Menurut mantan Menteri Perumahan Rakyat dan Kepegawaian ini, lama tinggal para migran gelap adalah terlalu lama. “Kita tidak bisa menerima migran gelap di kamar hotel yang rata-rata tinggal selama tiga tahun.” Dan anggota parlemen menyampaikannya dengan keras: “Tidak ada negara Eropa yang melakukan hal ini, baik kelompok kiri maupun kanan.” Menurutnya, kita harus mengatakan bahwa dia “Tidak wajar jika kami membayar kamar hotel lebih dari 30 hari untuk orang yang tidak berstatus reguler”.
Guillaume Kasbarian meramalkan demikian dua alternatif : “Entah itu pengusiran atau masalah administratif.” Mantan menteri itu kemudian menyerukan regularisasi bagi masyarakat “siapa yang mungkin bisa bekerja”. Dia menambahkan: “Saya lebih memilih orang-orang ini bekerja, membayar pajak, dan memiliki rumah sendiri dibandingkan menjadi wajib pajak yang membayar kamar hotel.”

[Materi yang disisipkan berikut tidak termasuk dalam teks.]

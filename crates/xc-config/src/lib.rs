//! Configuration model and validation for xcfg
//! xcfg 的配置模型与校验
//!
//! # Global Strategic Logic / 全局战略逻辑
//! This crate is the **consistency engine** behind the editor. The UI owns
//! the mutable [`Document`]; everything here is a pure function over a slice
//! of it, returning new values or issue lists.
//! 本 crate 是编辑器背后的 **一致性引擎**。
//!
//! ## Workflow / 工作流
//! `JSON text` -> [`Document::from_json`] -> edit -> [`validator`] per record
//! -> [`preflight`] for the whole document -> [`sync::push_profile`] (gated).
//!
//! ## Key Modules / 关键模块
//! - [`address`]: address / port / UUID predicates.
//! - [`layout`]: the three historical settings layouts and their normalization.
//! - [`validator`]: inbound / outbound / balancer / routing-rule checks.
//! - [`identity`]: identity keys and duplicate detection.
//! - [`preflight`]: the push gate.
//! - [`sync`]: remote profile port.

use thiserror::Error;

pub mod address;
pub mod identity;
pub mod layout;
mod lenient;
pub mod model;
pub mod preflight;
pub mod sync;
pub mod validator;

pub use address::{
    is_valid_address, is_valid_domain_name, is_valid_ip_address, is_valid_port, is_valid_uuid,
};
pub use identity::{
    balancer_members, find_duplicate_balancer_tags, find_duplicate_outbound, find_duplicate_tags,
    identity_key_of,
};
pub use layout::{resolve_endpoint, Endpoint, ServerLayout};
pub use model::{
    Balancer, Document, InboundRecord, Network, OutboundRecord, PortValue, Protocol, Routing,
    RoutingRule, Security, StreamSettings,
};
pub use preflight::{preflight, DocumentIssue, PreflightReport};
pub use validator::{
    validate_balancer_record, validate_inbound_record, validate_outbound_record,
    validate_routing_rule,
};
pub use xc_types::{FieldIssue, IssueCode, Severity};

#[derive(Debug, Error)]
pub enum DocumentError {
    #[error("read {path}: {source}")]
    Io {
        path: String,
        #[source]
        source: std::io::Error,
    },
    #[error("invalid JSON document: {0}")]
    Parse(#[from] serde_json::Error),
    #[error("serialize document: {0}")]
    Serialize(#[source] serde_json::Error),
}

Secara umum, keinginan Guillaume Kasbarian “keluar dari akomodasi darurat ini seumur hidup” dan mencela a “gabegie” keuangan selama beberapa tahun. Dalam amandemen yang dibuatnya, mantan menteri itu mengenang, sejak awal tahun 2000-an, akomodasi bagi para tuna wisma sudah tidak ada lagi. meningkat pesat “sebagai respons terhadap kebutuhan yang terus meningkat”. Ditetapkan juga: “Dalam sepuluh tahun, kredit negara untuk sektor ini meningkat tiga kali lipat, mencapai 3,2 miliar euro pada tahun 2023, membiayai taman seluas 334,000 tempat.”